• La chaire de Mondon

     

    Ravachol était un paysan de Mondon, un village perché sur les Côtes d’Arvers. Il possédait un bouc qui ne sortait pas de l’étable et dont il louait les services aux gens qui possédaient des chèvres. Attaché à la crèche, l’animal rêvait sans doute de liberté dans les haies ou d’escalades dans les roches du Mont ou sur les toits accessibles des maisons basses, au sommet des cheminées comme le font souvent les chèvres et les cabris pour se distraire.

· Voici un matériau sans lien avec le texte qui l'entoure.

use std::io::{Read, Write};
use std::process::{Command, Stdio};
use std::sync::{Arc, Mutex};
use std::thread::{self, JoinHandle};
use std::time::{Duration, Instant};

use ctk_core::{Error, Result};
use tracing::{debug, warn};

use crate::command::{CommandOutput, CommandRunner, CommandSpec};
use crate::group::{isolate, kill_group};
use crate::stream::ProcessStream;

const POLL: Duration = Duration::from_millis(20);
/// How long a killed command's pipes may stay open before its output is taken as is.
const KILL_GRACE: Duration = Duration::from_millis(250);

/// Output of one pipe, readable while the reader thread is still blocked.
struct Capture {
    buf: Arc<Mutex<Vec<u8>>>,
    reader: JoinHandle<()>,
}

impl Capture {
    fn start(mut r: impl Read + Send + 'static) -> Self {
        let buf = Arc::new(Mutex::new(Vec::new()));
        let sink = buf.clone();
        let reader = thread::spawn(move || {
            let mut chunk = [0u8; 8192];
            loop {
                match r.read(&mut chunk) {
                    Ok(0) | Err(_) => break,
                    Ok(n) => sink.lock().unwrap_or_else(|e| e.into_inner()).extend_from_slice(&chunk[..n]),
                }
            }
        });
        Self { buf, reader }
    }

    /// Everything read so far. With a grace period the reader is not waited on past it.
    fn finish(self, grace: Option<Duration>) -> String {
        match grace {
            None => {
                let _ = self.reader.join();
            }
            Some(grace) => {
                let until = Instant::now() + grace;
                while !self.reader.is_finished() && Instant::now() < until {
                    thread::sleep(POLL);
                }
            }
        }
        let buf = self.buf.lock().unwrap_or_else(|e| e.into_inner());
        String::from_utf8_lossy(&buf).into_owned()
    }
}

fn finish_capture(capture: Option<Capture>, grace: Option<Duration>) -> String {
    capture.map(|c| c.finish(grace)).unwrap_or_default()
}

/// Runs real processes on the host.
#[derive(Clone, Debug)]
pub struct SystemRunner {
    pub default_timeout: Duration,
}

impl Default for SystemRunner {
    fn default() -> Self {
        Self { default_timeout: Duration::from_secs(300) }
    }
}

impl SystemRunner {
    pub fn new(default_timeout: Duration) -> Self {
        Self { default_timeout }
    }

    fn command(cmd: &CommandSpec) -> Command {
        let mut c = Command::new(&cmd.program);
        c.args(&cmd.args);
        for (k, v) in &cmd.env {
            c.env(k, v);
        }
        isolate(&mut c);
        c
    }
}

impl CommandRunner for SystemRunner {
    fn run(&self, cmd: &CommandSpec) -> Result<CommandOutput> {
        let command_line = cmd.command_line();
        let timeout = cmd.timeout.unwrap_or(self.default_timeout);
        debug!(command = %command_line, ?timeout, "exec");

        let start = Instant::now();
        let mut child = Self::command(cmd)
            .stdin(if cmd.stdin.is_some() { Stdio::piped() } else { Stdio::null() })
            .stdout(Stdio::piped())
            .stderr(Stdio::piped())
            .spawn()
            .map_err(|source| Error::Spawn { command: command_line.clone(), source })?;

        let stdin_handle = match (child.stdin.take(), cmd.stdin.clone()) {
            (Some(mut pipe), Some(input)) => Some(thread::spawn(move || {
                let _ = pipe.write_all(input.as_bytes());
            })),
            _ => None,
        };
        let stdout = child.stdout.take().map(Capture::start);
        let stderr = child.stderr.take().map(Capture::start);

        let mut timed_out = false;
        let status = loop {
            if let Some(status) = child.try_wait()? {
                break Some(status);
            }
            if start.elapsed() >= timeout {
                timed_out = true;
                kill_group(&mut child);
                break child.wait().ok();
            }
            thread::sleep(POLL);
        };

        if let Some(h) = stdin_handle {
            if !timed_out {
                let _ = h.join();
            }
        }
        let grace = timed_out.then_some(KILL_GRACE);
        let output = CommandOutput {
            success: !timed_out && status.is_some_and(|s| s.success()),
            exit_code: status.and_then(|s| s.code()),
            stdout: finish_capture(stdout, grace),
            stderr: finish_capture(stderr, grace),
        };

        if timed_out {
            warn!(command = %command_line, ?timeout, "command timed out");
            return Err(Error::CommandTimedOut { command: command_line, after: timeout, output: output.combined() });
        }
        debug!(
            command = %command_line,
            exit_code = ?output.exit_code,
            elapsed_ms = start.elapsed().as_millis() as u64,
            "exec finished"
        );
        Ok(output)
    }

    fn stream(&self, cmd: &CommandSpec) -> Result<ProcessStream> {
        let command_line = cmd.command_line();
        debug!(command = %command_line, "stream");
        let child = Self::command(cmd)
            .stdin(Stdio::null())
            .stdout(Stdio::piped())
            .stderr(Stdio::piped())
            .spawn()
            .map_err(|source| Error::Spawn { command: command_line.clone(), source })?;
        Ok(ProcessStream::new(command_line, child))
    }
}

#[cfg(all(test, unix))]
mod tests {
    use super::*;

    #[test]
    fn captures_stdout_and_exit() {
        let r = SystemRunner::default();
        let out = r.run(&CommandSpec::new("sh").args(["-c", "echo hi; echo oops >&2; exit 3"])).unwrap();
        assert!(!out.success);
        assert_eq!(out.exit_code, Some(3));
        assert_eq!(out.stdout, "hi\n");
        assert_eq!(out.stderr, "oops\n");
    }

    #[test]
    fn feeds_stdin() {
        let r = SystemRunner::default();
        let out = r.run_checked(&CommandSpec::new("cat").stdin("a: 1\n")).unwrap();
        assert_eq!(out.stdout, "a: 1\n");
    }

    #[test]
    fn non_zero_exit_carries_output() {
        let r = SystemRunner::default();
        let err = r.run_checked(&CommandSpec::new("sh").args(["-c", "echo forbidden >&2; exit 1"])).unwrap_err();
        assert_eq!(err.output().map(str::trim), Some("forbidden"));
    }

    #[test]
    fn kills_on_timeout() {
        let r = SystemRunner::default();
        let started = Instant::now();
        let err = r.run(&CommandSpec::new("sleep").arg("5").timeout(Duration::from_millis(200))).unwrap_err();
        assert!(matches!(err, Error::CommandTimedOut { .. }));
        assert!(started.elapsed() < Duration::from_secs(4));
    }

    #[test]
    fn timeout_reaches_processes_forked_by_a_wrapper() {
        let r = SystemRunner::default();
        let started = Instant::now();
        let err = r
            .run(&CommandSpec::new("sh").args(["-c", "echo started; sleep 4; echo done"]).timeout(Duration::from_millis(200)))
            .unwrap_err();
        assert!(started.elapsed() < Duration::from_secs(2), "took {:?}", started.elapsed());
        match err {
            Error::CommandTimedOut { output, .. } => {
                assert!(output.contains("started"));
                assert!(!output.contains("done"));
            }
            other => panic!("unexpected {other:?}"),
        }
    }

    #[test]
    fn missing_program_is_spawn_error() {
        let r = SystemRunner::default();
        let err = r.run(&CommandSpec::new("ctk-definitely-not-installed")).unwrap_err();
        assert!(matches!(err, Error::Spawn { .. }));
    }
}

    Un jour d’avril, alors qu’il était condamné au fourrage sec, à l’obscurité, la brise printanière lui apportant les parfums de la campagne en fête, le bouc, excité par la saison des amours, se mit à tourner la tête autour de la vieille corde qui lui servait de lien ; si bien que celle-ci se rompit et que l’animal, n’ayant plus que son licou de cuir, franchit la porte pour assouvir son besoin de liberté. Le village étant fortement en pente, il se dirigea instinctivement vers le haut. Arrivé devant l’église, il grimpa par plaisir les vingt marches qui conduisent au porche. La nef étant ouverte, il entra, sauta sur les bancs, puis, faisant le tour de l’édifice, il se trouva devant l’escalier de la chaire qu’il gravit par curiosité, poussa la petite porte entrouverte et se mit à tourner dans l’étroite tribune tout en la fermant involontairement, et se trouva prisonnier. Se dressant sur ses pattes de derrière, il ne put se percher sur les bords trop étroits, puis se mit à tourner, à tourner, cherchant vainement l’endroit par lequel il était entré.

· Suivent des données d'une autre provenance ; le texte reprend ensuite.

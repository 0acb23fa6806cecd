use serde::{Deserialize, Serialize};
use uuid::Uuid;

macro_rules! id_newtype {
    ($name:ident) => {
        #[derive(Clone, Debug, PartialEq, Eq, Hash, Serialize, Deserialize)]
        pub struct $name(pub String);

        impl $name {
            pub fn new() -> Self {
                Self(Uuid::new_v4().to_string())
            }
            pub fn from_str(s: impl Into<String>) -> Self {
                Self(s.into())
            }
            pub fn as_str(&self) -> &str {
                &self.0
            }
        }

        impl Default for $name {
            fn default() -> Self {
                Self::new()
            }
        }

        impl std::fmt::Display for $name {
            fn fmt(&self, f: &mut std::fmt::Formatter<'_>) -> std::fmt::Result {
                f.write_str(&self.0)
            }
        }
    };
}

// A v4 UUID is lowercase hex and dashes, so it is also a valid namespace name.
id_newtype!(ScopeId);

    Au même instant, comme il était midi, le père Bati vint, comme chaque jour, sonner l’Angélus. Arrivé dans le porche, il entendit un bruit insolite à l’intérieur de l’église et, pensant que des gamins étaient en train de faire quelque sottise, il entra dans la nef. C’est alors qu’à cet instant, le bouc s’étant dressé, Bati aperçut sur le bord de la chaire une tête noire avec une barbe et des cornes, et crut qu’il s’agissait du diable causant quelque profanation. Son sang ne fit qu’un tour, il courut immédiatement au presbytère alerter le curé de Mondon.

    Celui-ci venait de se mettre à table, sa mère venant de « tremper » une bonne soupe au lard.

    « Monsieur le Curé, hurla le père Bati, le Diable est dans l’église, je l’ai vu dans la chaire.

    - Ah bon ! Répondit simplement le prêtre, comment est-il ?

    - Il n’est pas beau, mais il vous faudrait vite faire quelque chose !

    - Bien sûr, j’irai voir quand j’aurai mangé.

    - Ben nom de gui ! Ça alors, vous ne me croyez pas ! Hé bien si ça ne vous intéresse pas, si nous ne voulez pas bouger, je ne sonnerai plus jamais l’Angélus !

    - Du calme, du calme, j’irai voir tout à l’heure... »

    Et Bati, furieux, rentra chez lui en jurant les cent mille milliards de cent mille vains noms…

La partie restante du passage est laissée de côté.